Comment 20 Mark Millard 2025-03-30 23:07:09 UTC
(In reply to Mark Millard from comment #19)

Context: the problem with main booting that
is preventing getting far enough to help test.

FYI: substitution of the bootaa64.efi from the
stable/14 based VM into the main based VM is not
enough to avoid the problem in main, even with
the likes of using:

OK set console="comconsole"
OK set comconsole_speed="115200"
OK set boot_multicons="YES"
OK set boot_serial="YES"
OK boot

Somehow main's FreeBSD kernel code is involved.
May be there is common code between the loader
and the kernel so that the substitution is
incomplete?
Comment 21 Mark Johnston freebsd_committer freebsd_triage 2025-03-31 00:55:21 UTC
(In reply to Dimitry Andric from comment #16)
The patch affects all platforms which support the storvsc driver.  Some testing on at least amd64 would be appreciated.
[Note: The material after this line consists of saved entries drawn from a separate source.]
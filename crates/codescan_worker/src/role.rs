//! Worker role selection and the per-role consume loop.
//!
//! Every role is the same shape: subscribe to one topic, hand each envelope
//! to a handler, and on failure route it through [`handle_fatal`] instead of
//! crashing the process — the reference's three workers each wrap their
//! `async for msg in consumer` loop in exactly this try/except.

use std::fmt;
use std::str::FromStr;

use codescan_bus::EventSubscription;
use tracing::{error, info};

use crate::candidate_retrieval::process_normalized;
use crate::common::{handle_fatal, WorkerContext};
use crate::normalizer::process_submitted;
use crate::scoring::process_candidates;

#[derive(Debug, Clone, Copy, PartialEq, Eq, clap::ValueEnum)]
pub enum WorkerRole {
    Normalizer,
    CandidateRetrieval,
    Scoring,
}

impl WorkerRole {
    pub fn service_name(self) -> &'static str {
        match self {
            WorkerRole::Normalizer => "normalizer-worker",
            WorkerRole::CandidateRetrieval => "candidate-retrieval-worker",
            WorkerRole::Scoring => "scoring-worker",
        }
    }

    fn error_code(self) -> &'static str {
        match self {
            WorkerRole::Normalizer => "NORMALIZE_FAILED",
            WorkerRole::CandidateRetrieval => "CANDIDATE_FAILED",
            WorkerRole::Scoring => "SCORING_FAILED",
        }
    }

    pub fn input_topic<'a>(self, ctx: &'a WorkerContext) -> &'a str {
        match self {
            WorkerRole::Normalizer => &ctx.config.topics.submitted,
            WorkerRole::CandidateRetrieval => &ctx.config.topics.normalized,
            WorkerRole::Scoring => &ctx.config.topics.candidates,
        }
    }
}

impl fmt::Display for WorkerRole {
    fn fmt(&self, f: &mut fmt::Formatter<'_>) -> fmt::Result {
        let s = match self {
            WorkerRole::Normalizer => "normalizer",
            WorkerRole::CandidateRetrieval => "candidate-retrieval",
            WorkerRole::Scoring => "scoring",
        };
        f.write_str(s)
    }
}

impl FromStr for WorkerRole {
    type Err = String;

    fn from_str(s: &str) -> Result<Self, Self::Err> {
        match s {
            "normalizer" => Ok(WorkerRole::Normalizer),
            "candidate-retrieval" => Ok(WorkerRole::CandidateRetrieval),
            "scoring" => Ok(WorkerRole::Scoring),
            other => Err(format!(
                "unknown worker role '{other}' (expected normalizer, candidate-retrieval or scoring)"
            )),
        }
    }
}

/// Drive one role's consume loop until the subscription closes. Each
/// envelope is processed independently; a handler error is routed to the
/// dead-letter path and the loop continues with the next message, same as
/// the reference's per-message try/except around a still-running consumer.
pub async fn run_role(
    role: WorkerRole,
    ctx: &WorkerContext,
    mut subscription: Box<dyn EventSubscription>,
) {
    info!(role = %role, "worker started");
    loop {
        let (topic, envelope) = match subscription.recv().await {
            Ok(pair) => pair,
            Err(e) => {
                error!(role = %role, "subscription closed: {e}");
                return;
            }
        };

        let scan_id = envelope.scan_id.clone();
        let correlation_id = envelope.correlation_id.clone();
        let original_event = match serde_json::to_value(&envelope) {
            Ok(v) => v,
            Err(_) => serde_json::json!({}),
        };

        let result = match role {
            WorkerRole::Normalizer => process_submitted(ctx, &envelope).await,
            WorkerRole::CandidateRetrieval => process_normalized(ctx, &envelope).await,
            WorkerRole::Scoring => process_candidates(ctx, &envelope).await,
        };

        if let Err(err) = result {
            error!(role = %role, scan_id = %scan_id, "{err:?}");
            handle_fatal(
                ctx,
                role.service_name(),
                Some(scan_id.as_str()),
                &correlation_id,
                &topic,
                &original_event,
                role.error_code(),
                &err,
            )
            .await;
        }
    }
}
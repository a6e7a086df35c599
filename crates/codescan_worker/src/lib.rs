//! Normalizer, candidate-retrieval and scoring worker roles for the code
//! similarity scan pipeline — three stateless consumers coordinating purely
//! through the relational store and the event bus.

pub mod candidate_retrieval;
pub mod common;
pub mod normalizer;
pub mod role;
pub mod scoring;

pub use common::{handle_fatal, WorkerContext, NIL_SCAN_ID};
pub use role::{run_role, WorkerRole};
(In reply to Wei Hu from comment #11)
(In reply to Mark Millard from comment #9)
These problems are surely different bugs that deserve their own PRs?  For the routing panic, please include the revision you are testing.

The boot hang will not be easy to debug without being able to attach a debugger to the hypervisor.
Comment 22 Mark Millard 2025-03-31 02:07:47 UTC
(In reply to Mark Johnston from comment #21)

I recognized up front that what I was reporting
was likely not a related problem. I reported
here because it makes having anyone answer your
requests for testing problematical if it is
to involve main and Windows 11 Pro Hyper-V
(and not involve Azure?). (Presumes others
can replicate my problems with the official
VM files.)

Also, I had hoped that someone here would know
what the issue was and a way to avoid it. That
did not work out.

As stands, the notes might help someone from
having to repeat some of my explorations if
they look to try to help for aarch64.

I did send out a separate note to the lists
after finding that 14.* booted okay and only
main [so: 15] does not. I do not plan on more
here.
Comment 23 Mark Johnston freebsd_committer freebsd_triage 2025-03-31 02:13:27 UTC
(In reply to Mark Millard from comment #22)
Testing arm64 in Azure would be useful, I believe the storvsc driver would be in use there as well.
Comment 24 Mark Millard 2025-03-31 03:03:04 UTC
(In reply to Mark Johnston from comment #23)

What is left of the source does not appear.